Women beat men for first time in Queen's New Year Honours list

Murder, She Wrote star Angela Lansbury leads way in British awards but sporting giants David Beckham and Andy Murray are snubbed

PUBLISHED : Wednesday, 01 January, 2014, 3:26am
UPDATED : Wednesday, 01 January, 2014, 6:12pm


A former leading banker whose career was tainted by scandal, the gynaecologist who helped deliver the first child of Prince William and actress Angela Lansbury were among the recipients of Britain's New Year Honours, announced yesterday.

For the first time since the list was founded in 1917 there were more women (51 per cent) who received awards than men.

They were led by Lansbury, 88, the British-born actress best known for her role as amateur sleuth Jessica Fletcher in the US television series Murder, She Wrote, who was made a Dame of the British Empire.

Gynaecologist Marcus Setchell, 70, who delayed his retirement to assist at the birth of Prince George in July, was made a Knight Commander of the Royal Victorian Order - a personal honour from Queen Elizabeth.

Former Bank of England Deputy Governor Paul Tucker, who lost out on the top job at the central bank after being drawn into the Libor-rigging scandal, was also given a knighthood for his "substantial contribution to the stability of the UK economy and financial system".

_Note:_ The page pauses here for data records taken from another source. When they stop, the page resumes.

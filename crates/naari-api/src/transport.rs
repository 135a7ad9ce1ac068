// Shared transport configuration for building reqwest::Client instances.
//
// The poll path and the command path both build their clients here so
// connect/read timeouts are applied the same way everywhere.

use std::time::Duration;

use crate::error::Error;

const USER_AGENT: &str = concat!("naari/", env!("CARGO_PKG_VERSION"));

/// Timeouts applied to every request made through a built client.
///
/// The two timeouts are independent: `connect_timeout` bounds TCP
/// establishment, `read_timeout` bounds each read from the socket. A call
/// that trips either one surfaces as a transport error.
#[derive(Debug, Clone, Copy, PartialEq, Eq)]
pub struct TransportConfig {
    pub connect_timeout: Duration,
    pub read_timeout: Duration,
}

impl Default for TransportConfig {
    fn default() -> Self {
        Self {
            connect_timeout: Duration::from_secs(2),
            read_timeout: Duration::from_secs(3),
        }
    }
}

impl TransportConfig {
    pub const fn new(connect_timeout: Duration, read_timeout: Duration) -> Self {
        Self {
            connect_timeout,
            read_timeout,
        }
    }

    /// Same bound for connect and read, as used by one-off command sends.
    pub const fn uniform(timeout: Duration) -> Self {
        Self::new(timeout, timeout)
    }

    /// Build a `reqwest::Client` from this config.
    ///
    /// The returned client owns a connection pool; clone it to share the
    /// pool across concurrent requests.
    pub fn build_client(&self) -> Result<reqwest::Client, Error> {
        reqwest::Client::builder()
            .connect_timeout(self.connect_timeout)
            .read_timeout(self.read_timeout)
            .user_agent(USER_AGENT)
            .build()
            .map_err(|e| Error::ClientBuild(e.to_string()))
    }
}

#[cfg(test)]
mod tests {
    use super::*;

    #[test]
    fn defaults_match_device_friendly_timeouts() {
        let cfg = TransportConfig::default();
        assert_eq!(cfg.connect_timeout, Duration::from_secs(2));
        assert_eq!(cfg.read_timeout, Duration::from_secs(3));
    }

    #[test]
    fn uniform_sets_both_bounds() {
        let cfg = TransportConfig::uniform(Duration::from_millis(1500));
        assert_eq!(cfg.connect_timeout, cfg.read_timeout);
        assert!(cfg.build_client().is_ok());
    }
}
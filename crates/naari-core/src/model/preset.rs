use std::collections::BTreeMap;

use serde_json::Value;
use tracing::debug;

/// One saved preset as reported by `/presets.json`.
#[derive(Debug, Clone, Default, PartialEq, Eq)]
pub struct PresetEntry {
    /// `n`
    pub name: Option<String>,
    /// `bri`
    pub brightness: Option<i64>,
}

/// Presets of a single device, keyed by preset number.
///
/// Rebuilt wholesale from each `/presets.json` payload.
#[derive(Debug, Clone, Default, PartialEq, Eq)]
pub struct PresetCatalog {
    entries: BTreeMap<i64, PresetEntry>,
}

impl PresetCatalog {
    /// Parse a presets payload. Keys that are not integers are skipped.
    pub fn from_json(payload: &Value) -> Self {
        let Some(map) = payload.as_object() else {
            return Self::default();
        };

        let entries = map
            .iter()
            .filter_map(|(key, preset)| {
                let Ok(number) = key.trim().parse::<i64>() else {
                    debug!(key, "skipping non-numeric preset key");
                    return None;
                };
                let entry = PresetEntry {
                    name: preset.get("n").and_then(Value::as_str).map(str::to_owned),
                    brightness: preset.get("bri").and_then(Value::as_i64),
                };
                Some((number, entry))
            })
            .collect();

        Self { entries }
    }

    /// UI-ready `"<key>: <name>"` list.
    ///
    /// Named presets come first, ordered by name without regard to case;
    /// unnamed ones follow as `"<key>: None"`. Ties fall back to the key.
    pub fn options(&self) -> Vec<String> {
        let mut sorted: Vec<(&i64, &PresetEntry)> = self.entries.iter().collect();
        sorted.sort_by_cached_key(|(key, entry)| {
            (
                entry.name.is_none(),
                entry.name.as_deref().map(str::to_lowercase),
                **key,
            )
        });
        sorted
            .into_iter()
            .map(|(key, entry)| format!("{key}: {}", entry.name.as_deref().unwrap_or("None")))
            .collect()
    }

    pub fn name(&self, key: i64) -> Option<&str> {
        self.entries.get(&key).and_then(|e| e.name.as_deref())
    }

    /// Brightness stored with the preset, if any.
    pub fn brightness(&self, key: i64) -> Option<i64> {
        self.entries.get(&key).and_then(|e| e.brightness)
    }

    pub fn contains(&self, key: i64) -> bool {
        self.entries.contains_key(&key)
    }

    pub fn len(&self) -> usize {
        self.entries.len()
    }

    pub fn is_empty(&self) -> bool {
        self.entries.is_empty()
    }
}

/// Preset number from a `"<key>: <name>"` option string.
///
/// Empty selections and unparsable prefixes give `None`.
pub fn parse_preset_option(option: &str) -> Option<i64> {
    let prefix = option.split(':').next()?.trim();
    if prefix.is_empty() {
        return None;
    }
    prefix.parse().ok()
}
//! Commit multistore: named sub-stores committed together.

use crate::buffer::TxContext;
use crate::pruning::PruningStrategy;
use crate::substore::{Substore, VersionedView};
use crate::{CommitId, StoreError};
use anyhow::Context;
use parking_lot::RwLock;
use serde::{Deserialize, Serialize};
use std::collections::{BTreeMap, BTreeSet};
use std::path::Path;
use std::sync::Arc;

/// Metadata persisted after every commit.
#[derive(Debug, Default, Serialize, Deserialize)]
struct CommitMeta {
    last_commit: CommitId,
    retained: Vec<u64>,
    /// Per-store roots of the last commit, hex encoded. Diagnostic only; the
    /// binding root lives in `last_commit`.
    store_roots: BTreeMap<String, String>,
}

/// Container of named versioned sub-stores with one atomic commit per block.
///
/// The store set is fixed at construction. Mutations take `&mut self`, so a
/// commit is a barrier: no read of the current generation can interleave with
/// it. Historical views returned by [`CommitMultiStore::load_version`] hold
/// their own tree handles over immutable committed snapshots and may be used
/// concurrently with the write path.
pub struct CommitMultiStore {
    db: sled::Db,
    meta: sled::Tree,
    stores: BTreeMap<String, Substore>,
    strategy: PruningStrategy,
    last_commit: CommitId,
    retained: Arc<RwLock<BTreeSet<u64>>>,
}

const META_KEY: &[u8] = b"commit_meta";

impl CommitMultiStore {
    /// Open (or create) a multistore with the given fixed set of sub-store
    /// names and a pruning strategy.
    pub fn open<P: AsRef<Path>>(
        path: P,
        store_names: &[&str],
        strategy: PruningStrategy,
    ) -> anyhow::Result<Self> {
        let db = sled::open(path.as_ref()).context("open multistore database")?;
        let meta = db
            .open_tree("multistore_meta")
            .context("open metadata tree")?;

        let commit_meta: CommitMeta = match meta.get(META_KEY)? {
            Some(raw) => serde_json::from_slice(&raw).context("decode commit metadata")?,
            None => CommitMeta::default(),
        };

        let mut stores = BTreeMap::new();
        for name in store_names {
            let tree = db
                .open_tree(format!("store_{name}"))
                .with_context(|| format!("open sub-store '{name}'"))?;
            let previous = stores.insert(
                name.to_string(),
                Substore::new(*name, tree, commit_meta.last_commit.version),
            );
            anyhow::ensure!(previous.is_none(), "duplicate sub-store name '{name}'");
        }

        // a crash between apply and metadata persistence leaves snapshot keys
        // above the recovered version; drop them before serving reads
        let retained: BTreeSet<u64> = commit_meta.retained.iter().copied().collect();
        for store in stores.values() {
            let removed = store
                .retain_versions(&retained)
                .with_context(|| format!("reconcile sub-store '{}'", store.name()))?;
            if removed > 0 {
                tracing::warn!(
                    store = store.name(),
                    removed,
                    "discarded snapshot keys from an interrupted commit"
                );
            }
        }

        tracing::info!(
            stores = stores.len(),
            version = commit_meta.last_commit.version,
            ?strategy,
            "opened commit multistore"
        );

        Ok(Self {
            db,
            meta,
            stores,
            strategy,
            last_commit: commit_meta.last_commit,
            retained: Arc::new(RwLock::new(retained)),
        })
    }

    /// Names of the sub-stores, in commit order.
    pub fn store_names(&self) -> impl Iterator<Item = &str> {
        self.stores.keys().map(String::as_str)
    }

    /// Identifier of the last committed snapshot.
    pub fn last_commit_id(&self) -> CommitId {
        self.last_commit
    }

    /// Mutable handle to the named sub-store's current generation.
    pub fn kv_store(&mut self, name: &str) -> Result<&mut Substore, StoreError> {
        self.stores
            .get_mut(name)
            .ok_or_else(|| StoreError::UnknownStore(name.to_string()))
    }

    /// Open a buffered transaction context over every sub-store.
    pub fn tx_context(&mut self, tx_bytes: &[u8]) -> TxContext<'_> {
        TxContext::new(self.stores.iter_mut(), tx_bytes)
    }

    /// Commit every sub-store atomically, producing the next version.
    ///
    /// Runs a prepare phase across all sub-stores first; if any of them fails
    /// to prepare, nothing is applied and no version advances. The combined
    /// root binds every per-store root keyed by store name, in name order.
    ///
    /// An error out of the apply phase means a torn commit and must be
    /// treated as fatal by the caller; the node cannot proceed on it.
    pub fn commit_all(&mut self) -> Result<CommitId, StoreError> {
        let next_version = self.last_commit.version + 1;

        let mut prepared = Vec::with_capacity(self.stores.len());
        for store in self.stores.values() {
            let snapshot = store.prepare(next_version).map_err(|err| {
                StoreError::CommitFailure(format!("store '{}': {err}", store.name()))
            })?;
            prepared.push(snapshot);
        }

        let mut hasher = blake3::Hasher::new();
        let mut store_roots = BTreeMap::new();
        for (store, snapshot) in self.stores.values_mut().zip(prepared) {
            let root = store.apply(snapshot)?;
            hasher.update(&(store.name().len() as u64).to_le_bytes());
            hasher.update(store.name().as_bytes());
            hasher.update(&root);
            store_roots.insert(store.name().to_string(), hex::encode(root));
        }

        let commit_id = CommitId {
            version: next_version,
            root: hasher.finalize().into(),
        };
        self.last_commit = commit_id;
        self.retained.write().insert(next_version);

        self.prune_after_commit(next_version)?;
        self.persist_meta(store_roots)?;

        tracing::info!(
            version = commit_id.version,
            root = %hex::encode(commit_id.root),
            "committed multistore"
        );
        Ok(commit_id)
    }

    fn prune_after_commit(&mut self, current: u64) -> Result<(), StoreError> {
        let doomed: Vec<u64> = self
            .retained
            .read()
            .iter()
            .copied()
            .filter(|candidate| !self.strategy.retains(*candidate, current))
            .collect();

        for version in &doomed {
            // drop the version from the retained table first; concurrent
            // historical views must fail fast, never read a half-deleted
            // snapshot as key-not-found
            self.retained.write().remove(version);
            for store in self.stores.values() {
                store.prune(*version)?;
            }
        }

        if !doomed.is_empty() {
            tracing::debug!(pruned = ?doomed, current, "pruned historical versions");
        }
        Ok(())
    }

    fn persist_meta(&self, store_roots: BTreeMap<String, String>) -> Result<(), StoreError> {
        let meta = CommitMeta {
            last_commit: self.last_commit,
            retained: self.retained.read().iter().copied().collect(),
            store_roots,
        };
        self.meta.insert(META_KEY, serde_json::to_vec(&meta)?)?;
        Ok(())
    }

    /// Read-only views into every sub-store at a committed version.
    ///
    /// Fails with [`StoreError::VersionUnavailable`] if the version was
    /// pruned or never committed; it never silently substitutes a nearby
    /// version.
    pub fn load_version(&self, version: u64) -> Result<MultiStoreView, StoreError> {
        if !self.retained.read().contains(&version) {
            return Err(StoreError::VersionUnavailable { version });
        }
        let views = self
            .stores
            .values()
            .map(|store| {
                (
                    store.name().to_string(),
                    store.view_at(version, Arc::clone(&self.retained)),
                )
            })
            .collect();
        Ok(MultiStoreView { version, views })
    }

    /// Block until all dirty buffers hit disk.
    pub fn flush(&self) -> Result<(), StoreError> {
        self.db.flush()?;
        Ok(())
    }
}

/// Read-only handles into every sub-store at one committed version.
#[derive(Debug)]
pub struct MultiStoreView {
    version: u64,
    views: BTreeMap<String, VersionedView>,
}

impl MultiStoreView {
    pub fn version(&self) -> u64 {
        self.version
    }

    pub fn kv_view(&self, name: &str) -> Result<&VersionedView, StoreError> {
        self.views
            .get(name)
            .ok_or_else(|| StoreError::UnknownStore(name.to_string()))
    }
}
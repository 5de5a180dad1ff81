//! Statechain ledger module
//!
//! Atomic balance transfers between accounts on top of the commit multistore:
//! - an account-keeper abstraction as the sole path to persisted balances
//! - View / Send / Base keeper tiers with non-negativity enforcement
//! - a bounded per-address transaction-history index for audit queries
//!
//! The keepers never roll back state themselves. Every mutating call runs
//! inside a buffered [`statechain_store::TxContext`]; on error the caller
//! discards the context and with it every partial effect.

pub mod account;
pub mod codec;
pub mod errors;
pub mod history;
pub mod keeper;

pub use account::{Account, AccountKeeper, StoreAccountKeeper, ACCOUNT_KEY_PREFIX};
pub use codec::{JsonCodec, LedgerCodec};
pub use errors::LedgerError;
pub use history::{HistoryKeeper, HISTORY_KEY_PREFIX, MAX_HISTORY_ENTRIES};
pub use keeper::{BaseKeeper, Input, Output, SendKeeper, ViewKeeper};

/// Module version for API introspection
pub const VERSION: &str = env!("CARGO_PKG_VERSION");
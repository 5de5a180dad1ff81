//! Per-address transaction-history index.
//!
//! Every balance mutation appends the enclosing transaction's content hash to
//! a bounded, most-recent-first list stored under `0x01 || address` in the
//! keeper's bound sub-store. The index is best-effort relative to the balance
//! write itself, but a serialization failure is fatal: history is never
//! silently dropped.

use crate::codec::LedgerCodec;
use crate::errors::LedgerError;
use statechain_store::{KVStore, TxContext};
use statechain_types::{tx_hash, Address};
use std::sync::Arc;

/// Key prefix for history blobs within the bound sub-store.
pub const HISTORY_KEY_PREFIX: u8 = 0x01;

/// Maximum number of persisted entries per address.
pub const MAX_HISTORY_ENTRIES: usize = 300;

/// Keeper-owned index from address to recent transaction hashes.
pub struct HistoryKeeper {
    store: String,
    codec: Arc<dyn LedgerCodec>,
}

impl HistoryKeeper {
    pub fn new(store: impl Into<String>, codec: Arc<dyn LedgerCodec>) -> Self {
        Self {
            store: store.into(),
            codec,
        }
    }

    fn key(addr: &Address) -> Vec<u8> {
        let mut key = Vec::with_capacity(1 + addr.as_bytes().len());
        key.push(HISTORY_KEY_PREFIX);
        key.extend_from_slice(addr.as_bytes());
        key
    }

    /// Prepend the current transaction's hash to `addr`'s history and
    /// truncate the list back to [`MAX_HISTORY_ENTRIES`].
    pub fn record(&self, ctx: &mut TxContext<'_>, addr: &Address) -> Result<(), LedgerError> {
        let key = Self::key(addr);
        let hash = tx_hash(ctx.tx_bytes());

        let store = ctx.kv_store(&self.store)?;
        let mut entries = match store.get(&key)? {
            Some(raw) => self.codec.decode_history(&raw)?,
            None => Vec::new(),
        };

        entries.insert(0, hash);
        if entries.len() > MAX_HISTORY_ENTRIES {
            entries.truncate(MAX_HISTORY_ENTRIES);
        }

        let raw = self.codec.encode_history(&entries)?;
        ctx.kv_store(&self.store)?.set(&key, &raw);
        Ok(())
    }

    /// Transaction hashes recorded for `addr`, most recent first. Empty if
    /// the address has no history.
    pub fn history(
        &self,
        ctx: &mut TxContext<'_>,
        addr: &Address,
    ) -> Result<Vec<String>, LedgerError> {
        let store = ctx.kv_store(&self.store)?;
        match store.get(&Self::key(addr))? {
            Some(raw) => Ok(self.codec.decode_history(&raw)?),
            None => Ok(Vec::new()),
        }
    }
}
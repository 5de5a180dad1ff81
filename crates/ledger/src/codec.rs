//! Serialization strategy for persisted ledger state.
//!
//! The codec is an explicit capability handed to keeper construction; there
//! is no global registry. Any decode failure means the persisted state is
//! corrupt and surfaces as the fatal [`LedgerError::Serialization`].

use crate::account::Account;
use crate::errors::LedgerError;

/// Encoding/decoding of account and history blobs.
pub trait LedgerCodec: Send + Sync {
    fn encode_account(&self, account: &Account) -> Result<Vec<u8>, LedgerError>;
    fn decode_account(&self, bytes: &[u8]) -> Result<Account, LedgerError>;
    fn encode_history(&self, entries: &[String]) -> Result<Vec<u8>, LedgerError>;
    fn decode_history(&self, bytes: &[u8]) -> Result<Vec<String>, LedgerError>;
}

/// JSON codec used by the default deployment.
#[derive(Debug, Clone, Copy, Default)]
pub struct JsonCodec;

impl LedgerCodec for JsonCodec {
    fn encode_account(&self, account: &Account) -> Result<Vec<u8>, LedgerError> {
        serde_json::to_vec(account).map_err(|err| LedgerError::Serialization(err.to_string()))
    }

    fn decode_account(&self, bytes: &[u8]) -> Result<Account, LedgerError> {
        serde_json::from_slice(bytes).map_err(|err| LedgerError::Serialization(err.to_string()))
    }

    fn encode_history(&self, entries: &[String]) -> Result<Vec<u8>, LedgerError> {
        serde_json::to_vec(entries).map_err(|err| LedgerError::Serialization(err.to_string()))
    }

    fn decode_history(&self, bytes: &[u8]) -> Result<Vec<String>, LedgerError> {
        serde_json::from_slice(bytes).map_err(|err| LedgerError::Serialization(err.to_string()))
    }
}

The twice-yearly list of the great and the good - issued at the New Year and on the Queen's birthday in June - recognises those who have succeeded in their personal field, or who have contributed to their community.

Simon Rattle, the British conductor of the prestigious Berlin Philharmonic, was awarded the Order of Merit, given for great achievement in the fields of the arts, learning and science.

The other Order of Merit recipient was heart surgeon Professor Magdi Yacoub. Opera singer Katherine Jenkins, 33, who raises money for charities that assist injured servicemen, was awarded an OBE.

But most of the 1,195 people on the list are not well-known - three-quarters have been honoured for their work in their communities, and two are Downing Street cleaners.

Madeleine Josephine Hennell and Henrietta Shorter received British Empire Medals for their work serving five prime ministers going back to Margaret Thatcher.